Во многом эти попытки героические, на мой взгляд, — потому, что они идут против течения, их никто не понимает, это единицы. Они идут против вектора, пытаясь остаться в нем.
У меня нет однозначного ответа, правильно они действуют или нет, не мне их судить, но, на мой взгляд, они идут против течения, оставаясь в реке, а мне кажется, что надо как-то пытаться из нее выйти.
Хотя нужно понимать, современное искусство — это не просто духовный вектор, а гигантская, интернациональная индустрия, со своими институциями, со своей дистрибьюцией, со своей встроенностью в массовую культуру и т. д.
Сложный механизм, существующий по определенным законам, и, играть свою игру, находясь внутри этого механизма, достаточно сложно. Не уверен, что это даже возможно. Посмотрим, во что это выльется, но, безусловно, современное светское христианское искусство нужно людям, — когда-то должен появиться христианский Ренессанс.
— Когда в сентябре была эта провокационная выставка на Винзаводе, «Духовная брань», туда пришли казаки выразить протест. Потом многие с «той» стороны радостно писали, что казаки стали как бы частью этой акции.
— Это основа современного акционизма, в том числе и политического, — провокация. Сама акция — только ее маленькая часть, то, что ей предшествует.
Событие в храме Христа Спасителя — пример того, как минимальными средствами можно добиться гигантских результатов. Это еще дадаисты в свое время разработали, — а дадаисты являлись, собственно, единомышленниками и во многом друзьями наших бомбистов, леваков и даже большевиков начала века.
Это бомбистская стратегия: когда бросается маленькая бомба, а эффект может перевернуть целые цивилизации. Тот же самый принцип.
Так что реакция активистов православных, казаков и т. д., — это, в общем, часть акции. Но с другой стороны обвинять их в этом тоже глупо. Это такая человеческая реакция, которую сложно осуждать. Но, безусловно, казаки, люди с плакатами — да, они часть этой выставки, конечно.
— На ваш взгляд, конфликт между современной культурой и Церковью будет находить новые выражения?
— Вся наша жизнь — сложный конфликт, содержащий в себе, в том числе, и конфликт основного вектора современного искусства и Церкви.

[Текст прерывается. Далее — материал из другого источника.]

//! Stream consumer configuration.

use std::time::Duration;

use rust_decimal::Decimal;
use serde::{Deserialize, Serialize};

use crate::domain::quote::QuoteRules;

/// Stream consumer configuration.
#[derive(Debug, Clone, Serialize, Deserialize)]
pub struct ConsumerConfig {
    /// Largest batch requested per poll.
    #[serde(default = "default_batch_size")]
    pub batch_size: usize,
    /// Pause between polls of a drained partition, in milliseconds.
    #[serde(default = "default_poll_interval_ms")]
    pub poll_interval_ms: u64,
    /// How far a timestamp may move backwards before a point is rejected.
    #[serde(default = "default_timestamp_tolerance_ms")]
    pub timestamp_tolerance_ms: i64,
    /// Largest accepted price.
    #[serde(default = "default_max_price")]
    pub max_price: Decimal,
}

impl Default for ConsumerConfig {
    fn default() -> Self {
        Self {
            batch_size: default_batch_size(),
            poll_interval_ms: default_poll_interval_ms(),
            timestamp_tolerance_ms: default_timestamp_tolerance_ms(),
            max_price: default_max_price(),
        }
    }
}

impl ConsumerConfig {
    /// Validation rules applied at ingest and consume time.
    #[must_use]
    pub const fn rules(&self) -> QuoteRules {
        QuoteRules {
            max_price: self.max_price,
            timestamp_tolerance_ms: self.timestamp_tolerance_ms,
        }
    }

    /// Poll interval as a `Duration`.
    #[must_use]
    pub const fn poll_interval(&self) -> Duration {
        Duration::from_millis(self.poll_interval_ms)
    }
}

const fn default_batch_size() -> usize {
    100
}

const fn default_poll_interval_ms() -> u64 {
    500
}

const fn default_timestamp_tolerance_ms() -> i64 {
    5_000
}

fn default_max_price() -> Decimal {
    Decimal::new(1_000_000_000, 0)
}
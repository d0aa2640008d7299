//! Aggregation trigger and upstream polling configuration.

use std::time::Duration;

use serde::{Deserialize, Serialize};

/// Aggregation trigger configuration.
#[derive(Debug, Clone, Serialize, Deserialize)]
pub struct SchedulerConfig {
    /// Seconds between aggregation runs.
    #[serde(default = "default_cadence_secs")]
    pub cadence_secs: u64,
    /// Run once immediately at startup.
    #[serde(default)]
    pub run_on_start: bool,
}

impl Default for SchedulerConfig {
    fn default() -> Self {
        Self {
            cadence_secs: default_cadence_secs(),
            run_on_start: false,
        }
    }
}

impl SchedulerConfig {
    /// Cadence as a `Duration`.
    #[must_use]
    pub const fn cadence(&self) -> Duration {
        Duration::from_secs(self.cadence_secs)
    }
}

/// Upstream exchange-rate polling.
///
/// Polling is off while `pairs` is empty.
#[derive(Debug, Clone, Serialize, Deserialize)]
pub struct UpstreamConfig {
    /// Provider base URL.
    #[serde(default = "default_base_url")]
    pub base_url: String,
    /// Pairs polled, written `FROM/TO` (e.g. `BTC/USD`).
    #[serde(default)]
    pub pairs: Vec<String>,
    /// Seconds between polls of every pair.
    #[serde(default = "default_poll_interval_secs")]
    pub poll_interval_secs: u64,
    /// HTTP request timeout in milliseconds.
    #[serde(default = "default_request_timeout_ms")]
    pub request_timeout_ms: u64,
}

impl Default for UpstreamConfig {
    fn default() -> Self {
        Self {
            base_url: default_base_url(),
            pairs: Vec::new(),
            poll_interval_secs: default_poll_interval_secs(),
            request_timeout_ms: default_request_timeout_ms(),
        }
    }
}

impl UpstreamConfig {
    /// Parsed `(from, to)` pairs; entries without a `/` are skipped.
    #[must_use]
    pub fn currency_pairs(&self) -> Vec<(String, String)> {
        self.pairs
            .iter()
            .filter_map(|pair| {
                let (from, to) = pair.split_once('/')?;
                let (from, to) = (from.trim(), to.trim());
                (!from.is_empty() && !to.is_empty())
                    .then(|| (from.to_uppercase(), to.to_uppercase()))
            })
            .collect()
    }
}

const fn default_cadence_secs() -> u64 {
    3600
}

fn default_base_url() -> String {
    "https://www.alphavantage.co".to_string()
}

const fn default_poll_interval_secs() -> u64 {
    60
}

const fn default_request_timeout_ms() -> u64 {
    10_000
}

И как внутри Церкви существуют разные люди с разными взглядами, также и в современном искусстве существуют люди, которые в том числе являются членами Церкви. Это непростой клубок сложных противоречий, и единственное, что я могу сказать, что в нем, конечно, нужно разбираться, не пускать это все на самотек.
Потому что последние события показали, что невозможно отгородиться стеной Церкви и жить своей жизнью.
Если мы живем в современном мире, мы не можем отгородиться от тех его частей, которые являются для него основополагающими. А современное искусство, современная культура — острие современной цивилизации.
Мы должны либо уйти куда-то в лес, либо существовать в виде резервации, — знаете, есть такие клубы, я не помню, как это называется, где люди одеваются в старинные одежды, реконструируют события.
— А, да, я поняла, вроде эльфов. Ролевые игры.
— Да, и живут каким-то своим мирком, с реальностью не соприкасаясь вообще. Многие хотели бы видеть Церковь такой.
Но такой путь для Церкви невозможен по определению.